Transformer-based LLMs are trained on massive corpora of data with self-supervised learning – a process whereby the model may try to, for example, predict the next item in a piece of text and change its parameters if it is wrong. Later, to be more effective at specific niche tasks, AI-engineers, and data scientists will represent the model with prompt-completion-pairs and punish the model if the completion is inadequate. A prompt is what we enter, for example, into ChatGPT, and the completion is its answer. Without the explosion in digital data we have available in the last few years, the crucial first step in training LLMs mentioned before could not have happened. OpenAI’s GPT-4o was trained on approximately 570 GB of digitalized data from all over the internet. The energetic costs of this training are non-negligible – to train a model of this size emits as much as 5 cars running over the lifetime of a human being.

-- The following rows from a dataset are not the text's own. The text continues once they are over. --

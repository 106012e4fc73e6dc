mod common;

use axum::http::{Method, StatusCode};
use common::{chair, TestApp};

#[tokio::test]
async fn export_writes_every_table() {
    let app = TestApp::spawn().await;
    app.create_article(chair("A00001")).await;

    let (status, body) = app.send(Method::POST, "/export/csv", None).await;
    assert_eq!(status, StatusCode::OK);

    let files: Vec<String> = body["files"]
        .as_array()
        .unwrap()
        .iter()
        .map(|f| f.as_str().unwrap().to_string())
        .collect();
    assert_eq!(files.len(), 4);

    let expected_tables = ["departamentos_", "clases_", "familias_", "articulos_"];
    for (file, table) in files.iter().zip(expected_tables) {
        let path = std::path::Path::new(file);
        assert!(path.starts_with(app.export_dir.path()));
        let name = path.file_name().unwrap().to_string_lossy();
        assert!(name.starts_with(table), "{} should start with {}", name, table);
        assert!(name.ends_with(".csv"));
    }

    let departments = std::fs::read_to_string(&files[0]).unwrap();
    assert_eq!(departments.lines().count(), 3);
    assert_eq!(departments.lines().next(), Some("numero,nombre"));

    let articles = std::fs::read_to_string(&files[3]).unwrap();
    let mut lines = articles.lines();
    assert_eq!(
        lines.next(),
        Some("sku,articulo,marca,modelo,departamento_numero,clase_numero,familia_numero,fecha_alta,stock,cantidad,descontinuado,fecha_baja")
    );
    let row = lines.next().unwrap();
    assert!(row.starts_with("A00001,Silla roble,Muebles MX,SR-2024,1,11,112,"));
    assert!(row.ends_with(",10,4,0,1900-01-01"));
    assert!(lines.next().is_none());
}
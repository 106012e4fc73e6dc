pub mod domain;
pub mod handlers;
pub mod routes;
pub mod shared;
pub mod system;
pub mod usecases;
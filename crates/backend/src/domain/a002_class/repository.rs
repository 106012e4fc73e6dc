use contracts::domain::a002_class::Class;
use serde::{Deserialize, Serialize};

use sea_orm::entity::prelude::*;
use sea_orm::{ColumnTrait, EntityTrait, QueryFilter, QueryOrder, Set};

#[derive(Clone, Debug, PartialEq, Eq, DeriveEntityModel, Serialize, Deserialize)]
#[sea_orm(table_name = "clases")]
pub struct Model {
    #[sea_orm(primary_key, auto_increment = false)]
    pub numero: String,
    pub nombre: String,
    pub departamento_numero: String,
}

#[derive(Copy, Clone, Debug, EnumIter, DeriveRelation)]
pub enum Relation {}

impl ActiveModelBehavior for ActiveModel {}

impl From<Model> for Class {
    fn from(m: Model) -> Self {
        Class {
            code: m.numero,
            name: m.nombre,
            department_code: m.departamento_numero,
        }
    }
}

pub async fn list_all<C: ConnectionTrait>(db: &C) -> Result<Vec<Class>, DbErr> {
    let items = Entity::find()
        .order_by_asc(Column::Numero)
        .all(db)
        .await?
        .into_iter()
        .map(Into::into)
        .collect();
    Ok(items)
}

/// Классы департамента. Существование департамента не проверяется.
pub async fn list_by_department<C: ConnectionTrait>(
    db: &C,
    department_code: &str,
) -> Result<Vec<Class>, DbErr> {
    let items = Entity::find()
        .filter(Column::DepartamentoNumero.eq(department_code))
        .order_by_asc(Column::Numero)
        .all(db)
        .await?
        .into_iter()
        .map(Into::into)
        .collect();
    Ok(items)
}

pub async fn get_by_code<C: ConnectionTrait>(db: &C, code: &str) -> Result<Option<Class>, DbErr> {
    let result = Entity::find_by_id(code.to_string()).one(db).await?;
    Ok(result.map(Into::into))
}

pub async fn insert<C: ConnectionTrait>(db: &C, class: &Class) -> Result<(), DbErr> {
    let active = ActiveModel {
        numero: Set(class.code.clone()),
        nombre: Set(class.name.clone()),
        departamento_numero: Set(class.department_code.clone()),
    };
    Entity::insert(active).exec(db).await?;
    Ok(())
}
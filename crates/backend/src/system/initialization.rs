use anyhow::{Context, Result};
use sea_orm::{DatabaseConnection, TransactionTrait};
use std::path::Path;

use crate::domain::{a001_department, a002_class, a003_family};
use crate::shared::data::seed::SeedDataset;

/// Заполнить классификацию начальными данными, если департаментов еще нет
///
/// Returns `true` when the dataset was written. The whole load runs in one
/// transaction: on any failure nothing is persisted.
pub async fn ensure_catalog_seeded(db: &DatabaseConnection, seed_path: Option<&Path>) -> Result<bool> {
    let count = a001_department::repository::count(db).await?;
    if count > 0 {
        tracing::info!(
            "Catalog already contains {} departments, skipping seed",
            count
        );
        return Ok(false);
    }

    tracing::info!("No departments found. Loading classification seed...");
    let dataset = SeedDataset::load(seed_path)?;

    let txn = db.begin().await?;
    for department in &dataset.departamentos {
        a001_department::repository::insert(&txn, department)
            .await
            .with_context(|| format!("seed: cannot insert department {}", department.code))?;
    }
    for class in &dataset.clases {
        a002_class::repository::insert(&txn, class)
            .await
            .with_context(|| format!("seed: cannot insert class {}", class.code))?;
    }
    for family in &dataset.familias {
        a003_family::repository::insert(&txn, family)
            .await
            .with_context(|| format!("seed: cannot insert family {}", family.code))?;
    }
    txn.commit().await.context("seed: commit failed")?;

    tracing::info!(
        "Seed loaded: {} departments, {} classes, {} families",
        dataset.departamentos.len(),
        dataset.clases.len(),
        dataset.familias.len()
    );
    Ok(true)
}
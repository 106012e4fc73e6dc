use axum::http::{header, Method};
use axum::middleware;
use std::net::SocketAddr;
use tokio::net::TcpListener;
use tower_http::cors::{Any, CorsLayer};

use backend::routes::configure_routes;
use backend::shared::config;
use backend::shared::data::db;
use backend::shared::state::AppState;
use backend::system;

#[tokio::main]
async fn main() -> anyhow::Result<()> {
    system::tracing::initialize()?;

    let config = config::load_config()?;

    let db_path = config::get_database_path(&config);
    let conn = db::initialize_database(&db_path, config.database.reset_on_startup)
        .await
        .map_err(|e| anyhow::anyhow!("db init failed: {e}"))?;

    // Классификация: один раз, при пустой таблице департаментов
    let seed_path = config::get_seed_path(&config);
    if let Err(e) = system::initialization::ensure_catalog_seeded(&conn, seed_path.as_deref()).await
    {
        tracing::error!("Seed load failed, aborting startup: {:#}", e);
        return Err(e);
    }

    let state = AppState::new(conn, config::get_export_dir(&config));

    let cors = CorsLayer::new()
        .allow_origin(Any)
        .allow_methods([
            Method::GET,
            Method::POST,
            Method::PUT,
            Method::DELETE,
            Method::OPTIONS,
        ])
        .allow_headers([header::CONTENT_TYPE, header::ACCEPT]);

    let app = configure_routes(state)
        .layer(middleware::from_fn(
            system::middleware::request_logger::request_logger,
        ))
        .layer(cors);

    let addr: SocketAddr = config.server.socket_addr()?;

    tracing::info!("Attempting to bind server to http://{}", addr);
    let listener = match TcpListener::bind(addr).await {
        Ok(listener) => {
            tracing::info!("Server successfully bound to {}", addr);
            listener
        }
        Err(e) => {
            if e.kind() == std::io::ErrorKind::AddrInUse {
                tracing::error!(
                    "Error: Port {} is already in use. Please ensure no other process is using this port.",
                    addr.port()
                );
            } else {
                tracing::error!("Failed to bind to {}. Error: {}", addr, e);
            }
            return Err(e.into());
        }
    };

    axum::serve(listener, app).await?;

    Ok(())
}
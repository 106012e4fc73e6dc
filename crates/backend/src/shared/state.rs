use sea_orm::DatabaseConnection;
use std::path::PathBuf;

/// Общее состояние обработчиков HTTP
#[derive(Clone)]
pub struct AppState {
    /// Пул соединений; каждая операция берет из него свою сессию
    pub db: DatabaseConnection,
    /// Каталог для выгрузки CSV
    pub export_dir: PathBuf,
}

impl AppState {
    pub fn new(db: DatabaseConnection, export_dir: PathBuf) -> Self {
        Self { db, export_dir }
    }
}
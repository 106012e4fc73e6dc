use axum::extract::{Path, State};
use axum::Json;
use contracts::domain::a003_family::Family;

use crate::domain::a003_family;
use crate::shared::errors::CatalogError;
use crate::shared::state::AppState;

/// GET /familias/:departamento_numero/:clase_numero
pub async fn list_by_class(
    State(state): State<AppState>,
    Path((department_code, class_code)): Path<(String, String)>,
) -> Result<Json<Vec<Family>>, CatalogError> {
    let items = a003_family::service::list_by_class(&state.db, &department_code, &class_code).await?;
    Ok(Json(items))
}
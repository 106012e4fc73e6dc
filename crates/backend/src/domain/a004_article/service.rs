use super::repository;
use crate::domain::{a001_department, a002_class, a003_family};
use crate::shared::errors::CatalogError;
use chrono::{Local, NaiveDate};
use contracts::domain::a004_article::{Article, ArticleCreateDto, ArticleUpdateDto};
use contracts::domain::common::CatalogEntity;
use sea_orm::{ConnectionTrait, DatabaseConnection, TransactionTrait};

/// Локальная дата сервера: ею же помечаются файлы выгрузки
fn today() -> NaiveDate {
    Local::now().date_naive()
}

/// Проверка цепочки департамент -> класс -> семейство
pub async fn ensure_classification<C: ConnectionTrait>(
    db: &C,
    department_code: &str,
    class_code: &str,
    family_code: &str,
) -> Result<(), CatalogError> {
    if a001_department::repository::get_by_code(db, department_code)
        .await?
        .is_none()
    {
        return Err(CatalogError::Validation(format!(
            "department {} does not exist",
            department_code
        )));
    }

    match a002_class::repository::get_by_code(db, class_code).await? {
        Some(class) if class.belongs_to(department_code) => {}
        Some(_) => {
            return Err(CatalogError::Validation(format!(
                "class {} does not belong to department {}",
                class_code, department_code
            )))
        }
        None => {
            return Err(CatalogError::Validation(format!(
                "class {} does not exist",
                class_code
            )))
        }
    }

    match a003_family::repository::get_by_code(db, family_code).await? {
        Some(family) if family.belongs_to(department_code, class_code) => Ok(()),
        Some(_) => Err(CatalogError::Validation(format!(
            "family {} does not belong to department {} and class {}",
            family_code, department_code, class_code
        ))),
        None => Err(CatalogError::Validation(format!(
            "family {} does not exist",
            family_code
        ))),
    }
}

/// Создание артикула
pub async fn create(
    db: &DatabaseConnection,
    dto: ArticleCreateDto,
) -> Result<Article, CatalogError> {
    dto.validate().map_err(CatalogError::Validation)?;

    let txn = db.begin().await?;
    if repository::get_by_sku(&txn, &dto.sku).await?.is_some() {
        return Err(CatalogError::Duplicate(format!(
            "{} already exists: {}",
            Article::element_name(),
            dto.sku
        )));
    }
    ensure_classification(&txn, &dto.department_code, &dto.class_code, &dto.family_code).await?;

    let aggregate = Article::new_for_insert(dto, today());
    let created = repository::insert(&txn, &aggregate).await?;
    txn.commit().await?;

    tracing::info!("{}: created {}", Article::full_name(), created.sku);
    Ok(created)
}

pub async fn get(db: &DatabaseConnection, sku: &str) -> Result<Article, CatalogError> {
    repository::get_by_sku(db, sku)
        .await?
        .ok_or_else(|| CatalogError::not_found(Article::element_name(), sku))
}

/// Частичное обновление. Неизвестный SKU -> NotFound.
pub async fn update(
    db: &DatabaseConnection,
    sku: &str,
    dto: ArticleUpdateDto,
) -> Result<Article, CatalogError> {
    let txn = db.begin().await?;
    let mut aggregate = repository::get_by_sku(&txn, sku)
        .await?
        .ok_or_else(|| CatalogError::not_found(Article::element_name(), sku))?;

    aggregate
        .apply_update(&dto, today())
        .map_err(CatalogError::Validation)?;

    if dto.touches_classification() {
        let (department, class, family) = aggregate.classification();
        ensure_classification(&txn, department, class, family).await?;
    }

    let updated = repository::update(&txn, &aggregate).await?;
    txn.commit().await?;

    tracing::info!("{}: updated {}", Article::full_name(), updated.sku);
    Ok(updated)
}

/// Удаление, возвращает удаленную запись
pub async fn delete(db: &DatabaseConnection, sku: &str) -> Result<Article, CatalogError> {
    let txn = db.begin().await?;
    let existing = repository::get_by_sku(&txn, sku)
        .await?
        .ok_or_else(|| CatalogError::not_found(Article::element_name(), sku))?;
    repository::delete(&txn, sku).await?;
    txn.commit().await?;

    tracing::info!("{}: deleted {}", Article::full_name(), existing.sku);
    Ok(existing)
}
use super::CodeRule;

/// Трейт для записей каталога
///
/// Каждая запись идентифицируется неизменяемым кодом и хранится в своей таблице.
pub trait CatalogEntity {
    /// Код записи (первичный ключ)
    fn code(&self) -> &str;

    // ============================================================================
    // Метаданные сущности (статические данные)
    // ============================================================================

    /// Индекс сущности в системе (например, "a001")
    fn aggregate_index() -> &'static str;

    /// Имя таблицы в БД (например, "departamentos")
    fn table_name() -> &'static str;

    /// Имя элемента для сообщений (например, "department")
    fn element_name() -> &'static str;

    /// Правило формата кода
    fn code_rule() -> CodeRule;

    /// Полное имя сущности (например, "a001_departamentos")
    fn full_name() -> String {
        format!("{}_{}", Self::aggregate_index(), Self::table_name())
    }

    /// Проверить формат кода записи
    fn validate_code(&self) -> Result<(), String> {
        Self::code_rule().check(Self::element_name(), self.code())
    }
}
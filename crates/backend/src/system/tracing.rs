use std::path::{Path, PathBuf};
use tracing_subscriber::{layer::SubscriberExt, util::SubscriberInitExt};

const DEFAULT_LOG_FILTER: &str = "info,sqlx=warn,sea_orm=warn";

/// Директория логов: рядом с исполняемым файлом, иначе target/logs
fn log_directory() -> PathBuf {
    std::env::current_exe()
        .ok()
        .and_then(|exe| exe.parent().map(|dir| dir.join("logs")))
        .unwrap_or_else(|| Path::new("target").join("logs"))
}

/// Инициализация системы трассировки (tracing)
///
/// Логи пишутся в:
/// - stdout (с цветами)
/// - logs/backend.log рядом с бинарником (без цветов)
pub fn initialize() -> anyhow::Result<()> {
    println!("========================================");
    println!("  CATALOG BACKEND: LOGGING");
    println!("========================================");

    let log_dir = log_directory();
    if let Err(e) = std::fs::create_dir_all(&log_dir) {
        println!("✗ ERROR: Cannot create log directory {}: {}", log_dir.display(), e);
        println!("  Error kind: {:?}", e.kind());
        return Err(anyhow::anyhow!("Cannot create log directory: {}", e));
    }

    let log_file_path = log_dir.join("backend.log");
    let log_file = match std::fs::OpenOptions::new()
        .create(true)
        .append(true)
        .open(&log_file_path)
    {
        Ok(f) => f,
        Err(e) => {
            println!("✗ ERROR: Cannot open log file {}: {}", log_file_path.display(), e);
            println!("  Possible causes: insufficient permissions, file locked, read-only directory");
            return Err(anyhow::anyhow!("Cannot open log file: {}", e));
        }
    };
    println!("✓ Log file: {}", log_file_path.display());

    let log_level = std::env::var("RUST_LOG").unwrap_or_else(|_| DEFAULT_LOG_FILTER.into());
    println!("✓ Log level: {}", log_level);

    tracing_subscriber::registry()
        .with(tracing_subscriber::EnvFilter::new(log_level))
        .with(tracing_subscriber::fmt::layer())
        .with(
            tracing_subscriber::fmt::layer()
                .with_writer(std::sync::Arc::new(log_file))
                .with_ansi(false),
        )
        .init();

    println!("========================================\n");
    Ok(())
}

Apart from possible environmental costs, other issues may arise with Large Language Models – let’s dive into some.

Models do not perform well on my task

Most LLMs are like Swiss-army knives – relatively good at a lot of things, but perhaps excelling at none. Businesses can choose to fine-tune a model with specific labeled data (data that is marked as desirable or undesirable, for example) so that it gets better at their task. One problem that may arise is called catastrophic forgetting, where the model changes so much that it cannot perform many of its initial tasks well anymore, even though it improves on your business task. Many tools are available to solve this, such as multitask-learning, a technique where the model is trained simultaneously on multiple different skills, or parameter-efficient fine-tuning (PEFT). PEFT is a lightweight procedure to either train only a few model parameters or to create an ‘adapter’ for a specific task, which is much less compute-consuming than re-training the whole model. Basically, most of the original model parameters are just added to this adapter (see this paper for an overview of methods: https://arxiv.org/abs/2312.12148)

Models are outdated

Models have only trained on documents that are available before a certain cutoff dates. The question ‘Who is the prime minister of the Netherlands?’ will be answered incorrectly by, say, GPT-4o or Llama3 in a few months. Take this into account when building solutions. An effective way to address such a shortcoming is Retrieval Augmented Generation (RAG), where the static model knowledge is enriched with documents specific to your use case. adesso implements several GenAI solutions which make use of RAG to solve our customer’s needs. Check out our website for more about our portfolio of GenAI solutions.

Bias in models

The old programming adage GIGO (Garbage-in, Garbage-out) holds true also for LLMs. As many models are also trained on texts decades or even centuries old, unhealthy stereotypes about, for example, gender can sneak into the models’ evaluations. In 2017, a team of Microsoft researchers found that Language models tend to associate lucrative, engineering professions with men, and household and lower-paid jobs with women (see this work). While there are ways to address this issue using mathematical procedures that adjust the mathematical representations of text for LLMs, they can still generate responses biased towards certain groups (see here). Encouragingly, the extent of bias seems to decrease with newer, bigger models!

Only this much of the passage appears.